> [TASK INSTRUCTIONS] Below are some records; copy each line in them that contains "cross".

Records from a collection
+--
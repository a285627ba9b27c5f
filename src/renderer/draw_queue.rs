use super::*;

impl<'a> Renderer<'a> {
    pub fn add_shape(
        &mut self,
        shape: impl Into<Shape>,
        clip_to_shape: Option<usize>,
        cache_key: Option<u64>,
    ) -> usize {
        self.add_draw_command(
            DrawCommand::Shape(ShapeDrawData::new(shape, cache_key)),
            clip_to_shape,
        )
    }

    pub fn load_shape(
        &mut self,
        shape: impl AsRef<Shape>,
        cache_key: u64,
        tessellation_cache_key: Option<u64>,
    ) {
        let cached_shape = CachedShape::new(
            shape.as_ref(),
            &mut self.tessellator,
            &mut self.buffers_pool_manager,
            tessellation_cache_key,
        );
        self.shape_cache.insert(cache_key, cached_shape);
    }

    pub fn add_cached_shape_to_the_render_queue(
        &mut self,
        cache_key: u64,
        clip_to_shape: Option<usize>,
    ) -> usize {
        self.add_draw_command(
            DrawCommand::CachedShape(CachedShapeDrawData::new(cache_key)),
            clip_to_shape,
        )
    }

    pub fn texture_manager(&self) -> &TextureManager {
        &self.texture_manager
    }

    pub fn clear_draw_queue(&mut self) {
        self.draw_tree.clear();
        self.metadata_to_clips.clear();
        self.group_effects.clear();
        self.backdrop_effects.clear();
        self.trim_scratch_on_resize_or_policy();
    }

    fn add_draw_command(
        &mut self,
        draw_command: DrawCommand,
        clip_to_shape: Option<usize>,
    ) -> usize {
        if self.draw_tree.is_empty() {
            self.draw_tree.add_node(draw_command)
        } else if let Some(clip_to_shape) = clip_to_shape {
            self.draw_tree.add_child(clip_to_shape, draw_command)
        } else {
            self.draw_tree.add_child_to_root(draw_command)
        }
    }

    fn mutate_draw_command(&mut self, node_id: usize, mutator: impl FnOnce(&mut DrawCommand)) {
        if let Some(draw_command) = self.draw_tree.get_mut(node_id) {
            mutator(draw_command);
        }
    }

    pub fn set_shape_transform_rows(&mut self, node_id: usize, rows: [[f32; 4]; 4]) {
        let transform = InstanceTransform {
            row0: rows[0],
            row1: rows[1],
            row2: rows[2],
            row3: rows[3],
        };

        self.mutate_draw_command(node_id, |draw_command| {
            draw_command.set_transform(transform)
        });
    }

    pub fn set_shape_transform(&mut self, node_id: usize, transform: impl Into<InstanceTransform>) {
        let transform = transform.into();
        self.mutate_draw_command(node_id, |draw_command| {
            draw_command.set_transform(transform)
        });
    }

    pub fn set_shape_texture(&mut self, node_id: usize, texture_id: Option<u64>) {
        self.set_shape_texture_layer(node_id, 0, texture_id);
    }

    pub fn set_shape_texture_layer(
        &mut self,
        node_id: usize,
        layer: usize,
        texture_id: Option<u64>,
    ) {
        if layer > 1 {
            return;
        }

        self.mutate_draw_command(node_id, |draw_command| {
            draw_command.set_texture_id(layer, texture_id)
        });
    }

    pub fn set_shape_texture_on(
        &mut self,
        node_id: usize,
        layer: TextureLayer,
        texture_id: Option<u64>,
    ) {
        self.set_shape_texture_layer(node_id, layer.into(), texture_id);
    }

    pub fn set_shape_color(&mut self, node_id: usize, color: Option<Color>) {
        let normalized_color = color.map(|value| value.normalize());
        self.mutate_draw_command(node_id, |draw_command| {
            draw_command.set_instance_color_override(normalized_color)
        });
    }
}
/// Finds up to two `t` in `(eps, 1-eps)` that split a cubic into non-inflecting,
/// at-most-180-degree-rotating sections.
///
/// Follows the inflection quadratic `a*T^2 + b*T + c = A x B * T^2 + A x C * T + B x C`
/// where `A, B, C` are the cubic's power-basis coefficients and `x` is the 2D cross product.
pub fn convex_180_chops(pts: &Cubic) -> Convex180Chops {
    const CUSP_THRESHOLD: f32 = 1e-4;

    let eval = EvalCubic::new(pts);
    let (a_vec, b_vec, c_vec) = (eval.a(), eval.b(), eval.c());

    let cross = |u: Point, v: Point| u.x * v.y - u.y * v.x;
    let a = cross(a_vec, b_vec);
    let b = cross(a_vec, c_vec);
    let c = cross(b_vec, c_vec);

    let discriminant = b * b - 4.0 * a * c;

    let mut result = Convex180Chops::default();

    if discriminant < -CUSP_THRESHOLD {
        // No inflection: the curve may still rotate more than 180 degrees.
        // Chop where the tangent direction is parallel to the starting tangent.
        if a.abs() > f32::EPSILON {
            let t = -b / (2.0 * a);
            push_chop(&mut result, t);
        }
        return result;
    }

    if discriminant.abs() <= CUSP_THRESHOLD {
        // Cusp (or a degenerate flat line).
        if a.abs() > f32::EPSILON || b.abs() > f32::EPSILON || c.abs() > f32::EPSILON {
            let t = -b / (2.0 * a);
            push_chop(&mut result, t);
        } else {
            // Flat: either an ordered line (no chop needed) or points out of
            // order, which needs a chop at the tangent-perpendicular root.
            let tan0 = eval.tangent_at(0.0);
            let (cx, cy) = sub(pts[3], pts[0]);
            let chord = point(cx, cy);
            if is_ordered_line(tan0, chord) {
                // 0 chops.
            } else if let Some(t) = tangent_perpendicular_root(&eval, tan0) {
                push_chop(&mut result, t);
            }
        }
        return result;
    }

    // Two real inflections.
    let sqrt_disc = discriminant.sqrt();
    let t0 = (-b - sqrt_disc) / (2.0 * a);
    let t1 = (-b + sqrt_disc) / (2.0 * a);
    let (t0, t1) = if t0 <= t1 { (t0, t1) } else { (t1, t0) };

    result.are_cusps = (t1 - t0).abs() <= EPSILON;

    push_chop(&mut result, t0);
    push_chop(&mut result, t1);
    result
}

fn push_chop(result: &mut Convex180Chops, t: f32) {
    if t.is_finite() && t > EPSILON && t < 1.0 - EPSILON && result.count < 2 {
        result.chops[result.count] = t;
        result.count += 1;
    }
}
+--
> [WRITTEN SOLUTION]
/// where `A, B, C` are the cubic's power-basis coefficients and `x` is the 2D cross product.
    let cross = |u: Point, v: Point| u.x * v.y - u.y * v.x;
    let a = cross(a_vec, b_vec);
    let b = cross(a_vec, c_vec);
    let c = cross(b_vec, c_vec);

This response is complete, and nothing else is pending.